Beef up your MongoDB security with Client-Side Field-Level Encryption
The Federal government compliance standards wants the organizations to recognize PII — Personally identifiable information and PHI Protected health information and handle them securely. Some of the corporate companies in healthcare, health insurance, and finance industries may have to meet various regulations and compliances such as Health Insurance Portability and Accountability Act (HIPAA), General Data Protection Regulation (GDPR), California Consumer Privacy Act (CCPA). If you work for one of these companies then the MongoDB — Client-Side Field-Level Encryption is a godsend for you. This article helps you understand
- Why do you need Field-Level Encryption?
- What is Field-Level Encryption and how it works?
- Differences between Community Edition vs Enterprise Edition
- Hands-On lab to implement Field-Level encryption?

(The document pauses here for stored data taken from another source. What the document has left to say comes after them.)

use crate::data::{Error, Mode, Registry, TOTAL_CEILING};
use log::debug;
use regex::Regex;
use std::sync::LazyLock;

static AMOUNT: LazyLock<Regex> = LazyLock::new(|| Regex::new(r"^[0-9]+$").expect("static"));

/// The registries of a run, in record-line order: branch first, then
/// commodity when it is in scope. Totals only ever move through
/// `add_record`.
#[derive(Debug)]
pub(crate) struct Sales {
    mode: Mode,
    pub registries: Vec<Registry>,
}

impl Sales {
    /// `registries` must follow `mode.kinds()` order.
    pub fn new(mode: Mode, registries: Vec<Registry>) -> Self {
        debug_assert_eq!(mode.kinds().len(), registries.len());
        Self { mode, registries }
    }

    /// Validates one record file and adds its amount to every code it names.
    /// Either all totals move or none does.
    pub fn add_record<S: AsRef<str>>(&mut self, file: &str, lines: &[S]) -> Result<(), Error> {
        if lines.len() != self.mode.record_lines() {
            return Err(Error::RecordShapeInvalid(file.to_owned()));
        }
        let (amount, codes) = lines
            .split_last()
            .ok_or_else(|| Error::RecordShapeInvalid(file.to_owned()))?;

        for (registry, code) in self.registries.iter().zip(codes) {
            if !registry.entities.contains_key(code.as_ref()) {
                return Err(Error::unknown_code(registry.kind, file));
            }
        }

        let amount = amount.as_ref();
        if !AMOUNT.is_match(amount) {
            return Err(Error::AmountNotNumeric(file.to_owned()));
        }
        // all digits, so the only way to fail parsing is to be far too large
        let amount: u64 = amount
            .parse()
            .map_err(|_| Error::AmountOverflow(file.to_owned()))?;

        // compute everything before touching any registry
        let mut pending = Vec::with_capacity(codes.len());
        for (registry, code) in self.registries.iter().zip(codes) {
            let total = registry.total(code.as_ref()).unwrap_or_default();
            match total.checked_add(amount) {
                Some(total) if total < TOTAL_CEILING => pending.push(total),
                _ => return Err(Error::AmountOverflow(file.to_owned())),
            }
        }

        for ((registry, code), total) in self.registries.iter_mut().zip(codes).zip(pending) {
            if let Some(entity) = registry.entities.get_mut(code.as_ref()) {
                entity.total = total;
            }
        }
        debug!("{file}: {amount} added");
        Ok(())
    }
}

This is one of the many articles in multi-part series, Mastering MongoDB — One tip a day, solely created for you to master MongoDB by learning ‘one tip a day’. In a few series of articles, I would like to give various tips to tighten the security of MongoDB. In this article, I would discuss How to beef up your MongoDB security with Client-Side Field-Level Encryption.
Mastering — MongoDB Client-Side Field-Level Encryption
Why do you need Field-Level Encryption?
The MongoDB database offers various levers to harden the security for your database. The Security-Checklist documentation and the MongoDB Security Architecture whitepaper provide in-depth guidelines to how to build HIPAA or PCI-DSS compliance key security capabilities. These security hardening recommendations include
- Enable Authentication to enforce every connection to provide valid credentials for connecting to the database.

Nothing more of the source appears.